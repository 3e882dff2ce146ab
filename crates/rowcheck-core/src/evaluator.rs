//! Record evaluation.
//!
//! The evaluator pulls records from a source one at a time, applies every
//! rule in the set, and accumulates a [`Verdict`]. The scan always runs to
//! end-of-stream: finding a violation does not stop it, so every violation
//! in the input is reported. Memory use is bounded by one record.

use std::sync::atomic::{AtomicBool, Ordering};
use std::sync::Arc;

use chrono::NaiveDate;
use thiserror::Error;
use tracing::{debug, info};

use crate::record::{Record, SourceError};
use crate::ruleset::{Rule, RuleSet};
use crate::verdict::{Branch, Verdict, Violation};

/// Strict date literal format for record date fields. No locale variation,
/// no timezone.
pub const DATE_FORMAT: &str = "%Y-%m-%d";

/// Errors that abort an evaluation run. No verdict is reported on any of
/// these paths: a corrupt dataset must never be read as satisfied.
#[derive(Error, Debug)]
pub enum EvaluateError {
    #[error("line {line}: record has {width} fields but rule {rule_id} reads field {field}")]
    MissingField {
        line: u64,
        width: usize,
        field: usize,
        rule_id: String,
    },

    #[error("line {line}: field {field} is not a YYYY-MM-DD date: {value:?}")]
    MalformedDate {
        line: u64,
        field: usize,
        value: String,
    },

    #[error(transparent)]
    Source(#[from] SourceError),

    #[error("evaluation cancelled after {records} records")]
    Cancelled { records: u64 },
}

/// Cooperative cancellation signal, checked between records.
///
/// Cloning shares the flag, so a caller can hand one clone to the scan and
/// trigger the other from elsewhere.
#[derive(Debug, Clone, Default)]
pub struct CancelToken(Arc<AtomicBool>);

impl CancelToken {
    pub fn new() -> Self {
        Self::default()
    }

    /// Request that the scan stop before the next record.
    pub fn cancel(&self) {
        self.0.store(true, Ordering::Relaxed);
    }

    pub fn is_cancelled(&self) -> bool {
        self.0.load(Ordering::Relaxed)
    }
}

/// Evaluate every rule in `ruleset` against every record from `source`.
///
/// Single pass: both branches of each rule are handled per record, so one
/// scan covers what the two-direction formulation needs two for. Rule order
/// never affects the outcome; violation is monotone and commutative.
pub fn evaluate<I>(source: I, ruleset: &RuleSet) -> Result<Verdict, EvaluateError>
where
    I: IntoIterator<Item = Result<Record, SourceError>>,
{
    evaluate_with_cancel(source, ruleset, &CancelToken::new())
}

/// [`evaluate`], aborting with [`EvaluateError::Cancelled`] once `cancel`
/// is triggered. The token is checked between records, so a scan of an
/// unbounded or corrupt stream can be stopped cooperatively.
pub fn evaluate_with_cancel<I>(
    source: I,
    ruleset: &RuleSet,
    cancel: &CancelToken,
) -> Result<Verdict, EvaluateError>
where
    I: IntoIterator<Item = Result<Record, SourceError>>,
{
    let mut verdict = Verdict::new();

    for result in source {
        if cancel.is_cancelled() {
            return Err(EvaluateError::Cancelled {
                records: verdict.records_scanned(),
            });
        }

        let record = result?;
        verdict.record_scanned();

        for rule in &ruleset.rules {
            apply_rule(rule, &record, &mut verdict)?;
        }
    }

    info!(
        ruleset = %ruleset.name,
        records = verdict.records_scanned(),
        violations = verdict.violations().len(),
        "scan complete"
    );

    Ok(verdict)
}

/// Apply one rule to one record, recording a violation if the status value
/// is not permitted for the record's side of the reference date.
fn apply_rule(rule: &Rule, record: &Record, verdict: &mut Verdict) -> Result<(), EvaluateError> {
    let date_text = record
        .field(rule.date_field)
        .ok_or_else(|| EvaluateError::MissingField {
            line: record.line(),
            width: record.width(),
            field: rule.date_field,
            rule_id: rule.id.clone(),
        })?;

    let status = record
        .field(rule.status_field)
        .ok_or_else(|| EvaluateError::MissingField {
            line: record.line(),
            width: record.width(),
            field: rule.status_field,
            rule_id: rule.id.clone(),
        })?;

    let date = NaiveDate::parse_from_str(date_text, DATE_FORMAT).map_err(|_| {
        EvaluateError::MalformedDate {
            line: record.line(),
            field: rule.date_field,
            value: date_text.to_string(),
        }
    })?;

    // Equality lands on the on-or-before side; the <= / > pair partitions
    // every record into exactly one branch.
    let (branch, allowed) = if date <= rule.reference_date {
        (Branch::OnOrBefore, &rule.allowed_on_or_before)
    } else {
        (Branch::After, &rule.allowed_after)
    };

    // Exact, case-sensitive membership. No normalization.
    if !allowed.contains(status) {
        debug!(
            rule = %rule.id,
            line = record.line(),
            status,
            date = %date,
            branch = %branch,
            "rule violated"
        );
        verdict.record_violation(Violation {
            rule_id: rule.id.clone(),
            line: record.line(),
            status: status.to_string(),
            date,
            branch,
        });
    }

    Ok(())
}

#[cfg(test)]
mod tests {
    use super::*;
    use crate::record::RecordSource;
    use std::io::Cursor;

    /// A 16-field TPC-H lineitem-shaped row; only the return flag (8) and
    /// receipt date (12) matter to the canonical rule.
    fn lineitem(status: &str, date: &str) -> String {
        let mut fields = vec!["0"; 16];
        fields[8] = status;
        fields[12] = date;
        fields.join("|")
    }

    fn run(lines: &[String]) -> Result<Verdict, EvaluateError> {
        let input = lines.join("\n");
        let source = RecordSource::new(Cursor::new(input), '|');
        evaluate(source, &RuleSet::tpch())
    }

    #[test]
    fn test_past_date_with_permitted_status_is_satisfied() {
        let verdict = run(&[lineitem("R", "1994-01-01")]).unwrap();
        assert!(!verdict.is_violated());
        assert_eq!(verdict.records_scanned(), 1);
    }

    #[test]
    fn test_reference_date_itself_is_on_or_before() {
        // Equal to the reference date: on-or-before branch, so N violates.
        let verdict = run(&[lineitem("N", "1995-06-17")]).unwrap();
        assert!(verdict.is_violated());
        assert_eq!(verdict.violations()[0].branch, Branch::OnOrBefore);
    }

    #[test]
    fn test_future_date_with_permitted_status_is_satisfied() {
        let verdict = run(&[lineitem("N", "1996-01-01")]).unwrap();
        assert!(!verdict.is_violated());
    }

    #[test]
    fn test_future_date_with_past_status_is_violated() {
        let verdict = run(&[lineitem("A", "1996-01-01")]).unwrap();
        assert!(verdict.is_violated());
        let violation = &verdict.violations()[0];
        assert_eq!(violation.rule_id, "L1");
        assert_eq!(violation.status, "A");
        assert_eq!(violation.branch, Branch::After);
    }

    #[test]
    fn test_empty_input_is_vacuously_satisfied() {
        let verdict = run(&[]).unwrap();
        assert!(!verdict.is_violated());
        assert_eq!(verdict.records_scanned(), 0);
    }

    #[test]
    fn test_narrow_record_fails_the_run() {
        let result = run(&["a|b|c".to_string()]);
        assert!(matches!(
            result,
            Err(EvaluateError::MissingField { line: 1, width: 3, .. })
        ));
    }

    #[test]
    fn test_malformed_date_fails_loudly() {
        let result = run(&[lineitem("R", "17-06-1995")]);
        assert!(matches!(
            result,
            Err(EvaluateError::MalformedDate { line: 1, field: 12, .. })
        ));
    }

    #[test]
    fn test_status_comparison_is_case_sensitive() {
        let verdict = run(&[lineitem("r", "1994-01-01")]).unwrap();
        assert!(verdict.is_violated());
    }

    #[test]
    fn test_scan_continues_past_first_violation() {
        let verdict = run(&[
            lineitem("N", "1994-01-01"),
            lineitem("R", "1994-02-01"),
            lineitem("A", "1996-01-01"),
        ])
        .unwrap();
        assert_eq!(verdict.violations().len(), 2);
        assert_eq!(verdict.records_scanned(), 3);
        assert_eq!(verdict.violations()[0].line, 1);
        assert_eq!(verdict.violations()[1].line, 3);
    }

    #[test]
    fn test_cancelled_token_aborts_before_next_record() {
        let input = [lineitem("R", "1994-01-01"), lineitem("R", "1994-01-02")].join("\n");
        let source = RecordSource::new(Cursor::new(input), '|');
        let token = CancelToken::new();
        token.cancel();
        let result = evaluate_with_cancel(source, &RuleSet::tpch(), &token);
        assert!(matches!(result, Err(EvaluateError::Cancelled { records: 0 })));
    }

    #[test]
    fn test_source_error_aborts_without_verdict() {
        let source = RecordSource::new(Cursor::new(&b"\xff\xfe\n"[..]), '|');
        let result = evaluate(source, &RuleSet::tpch());
        assert!(matches!(result, Err(EvaluateError::Source(_))));
    }
}
//! rowcheck: validate a delimited record stream against a temporal
//! invariant rule set.
//!
//! Prints exactly one verdict line on stdout, e.g. `TPC-H constraint
//! satisfied`. Diagnostics and violation details go to stderr. Exit codes:
//! 0 satisfied, 1 violated, 2 configuration or input error.

use std::path::{Path, PathBuf};
use std::process::ExitCode;

use anyhow::Context;
use clap::Parser;
use rowcheck_core::{check_file, RuleSet, Verdict};
use tracing::warn;
use tracing_subscriber::EnvFilter;

/// Validate a delimited input file against a temporal invariant rule set.
#[derive(Parser, Debug)]
#[command(name = "rowcheck", version, about)]
struct Cli {
    /// Input file to validate
    input: PathBuf,

    /// Rule set file (YAML, or JSON by extension); defaults to the built-in
    /// TPC-H lineitem rule set
    #[arg(long)]
    rules: Option<PathBuf>,

    /// Increase log verbosity (-v: info, -vv: debug)
    #[arg(short, long, action = clap::ArgAction::Count)]
    verbose: u8,
}

fn main() -> ExitCode {
    let cli = Cli::parse();
    init_tracing(cli.verbose);

    match run(&cli) {
        Ok(violated) => {
            if violated {
                ExitCode::from(1)
            } else {
                ExitCode::SUCCESS
            }
        }
        Err(err) => {
            eprintln!("rowcheck: {err:#}");
            ExitCode::from(2)
        }
    }
}

fn run(cli: &Cli) -> anyhow::Result<bool> {
    let ruleset = load_ruleset(cli.rules.as_deref())?;
    let verdict = check_file(&cli.input, &ruleset)
        .with_context(|| format!("failed to validate {}", cli.input.display()))?;

    for violation in verdict.violations() {
        warn!(
            rule = %violation.rule_id,
            line = violation.line,
            status = %violation.status,
            date = %violation.date,
            branch = %violation.branch,
            "rule violated"
        );
    }

    println!("{}", verdict_line(&ruleset, &verdict));
    Ok(verdict.is_violated())
}

/// The single stdout line this tool is contracted to emit.
fn verdict_line(ruleset: &RuleSet, verdict: &Verdict) -> String {
    if verdict.is_violated() {
        format!("{} constraint violated", ruleset.name)
    } else {
        format!("{} constraint satisfied", ruleset.name)
    }
}

fn load_ruleset(path: Option<&Path>) -> anyhow::Result<RuleSet> {
    let Some(path) = path else {
        return Ok(RuleSet::tpch());
    };

    let ruleset = match path.extension().and_then(|e| e.to_str()) {
        Some("json") => RuleSet::from_json_file(path),
        _ => RuleSet::from_yaml_file(path),
    };
    ruleset.with_context(|| format!("failed to load rule set {}", path.display()))
}

fn init_tracing(verbose: u8) {
    let default = match verbose {
        0 => "warn",
        1 => "info",
        _ => "debug",
    };
    let filter = EnvFilter::try_from_default_env().unwrap_or_else(|_| EnvFilter::new(default));
    tracing_subscriber::fmt()
        .with_env_filter(filter)
        .with_writer(std::io::stderr)
        .init();
}

#[cfg(test)]
mod tests {
    use super::*;
    use std::io::Write;

    #[test]
    fn test_default_ruleset_is_tpch() {
        let ruleset = load_ruleset(None).unwrap();
        assert_eq!(ruleset.name, "TPC-H");
    }

    #[test]
    fn test_load_yaml_ruleset_file() {
        let mut file = tempfile::Builder::new().suffix(".yaml").tempfile().unwrap();
        write!(
            file,
            r#"
name: "Orders"
rules:
  - id: "O1"
    date_field: 1
    status_field: 0
    reference_date: "2020-01-01"
    allowed_on_or_before: ["shipped"]
    allowed_after: ["pending"]
"#
        )
        .unwrap();

        let ruleset = load_ruleset(Some(file.path())).unwrap();
        assert_eq!(ruleset.name, "Orders");
        assert_eq!(ruleset.rules.len(), 1);
    }

    #[test]
    fn test_invalid_ruleset_file_is_an_error() {
        let mut file = tempfile::Builder::new().suffix(".yaml").tempfile().unwrap();
        write!(file, "name: \"Broken\"\nrules: []\n").unwrap();
        assert!(load_ruleset(Some(file.path())).is_err());
    }

    #[test]
    fn test_verdict_lines_match_contract() {
        let ruleset = RuleSet::tpch();
        let satisfied = Verdict::new();
        assert_eq!(
            verdict_line(&ruleset, &satisfied),
            "TPC-H constraint satisfied"
        );
    }

    #[test]
    fn test_violated_line_end_to_end() {
        let mut input = tempfile::NamedTempFile::new().unwrap();
        let mut fields = vec!["0"; 16];
        fields[8] = "N";
        fields[12] = "1995-06-17";
        writeln!(input, "{}", fields.join("|")).unwrap();

        let ruleset = RuleSet::tpch();
        let verdict = check_file(input.path(), &ruleset).unwrap();
        assert_eq!(
            verdict_line(&ruleset, &verdict),
            "TPC-H constraint violated"
        );
    }
}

:::::

→ EXERCISE DESCRIPTION
Scan the data above for the string "derive" and copy each line where it appears.

→ EXERCISE RESPONSE
#[derive(Error, Debug)]
#[derive(Debug, Clone, Default)]
#[derive(Parser, Debug)]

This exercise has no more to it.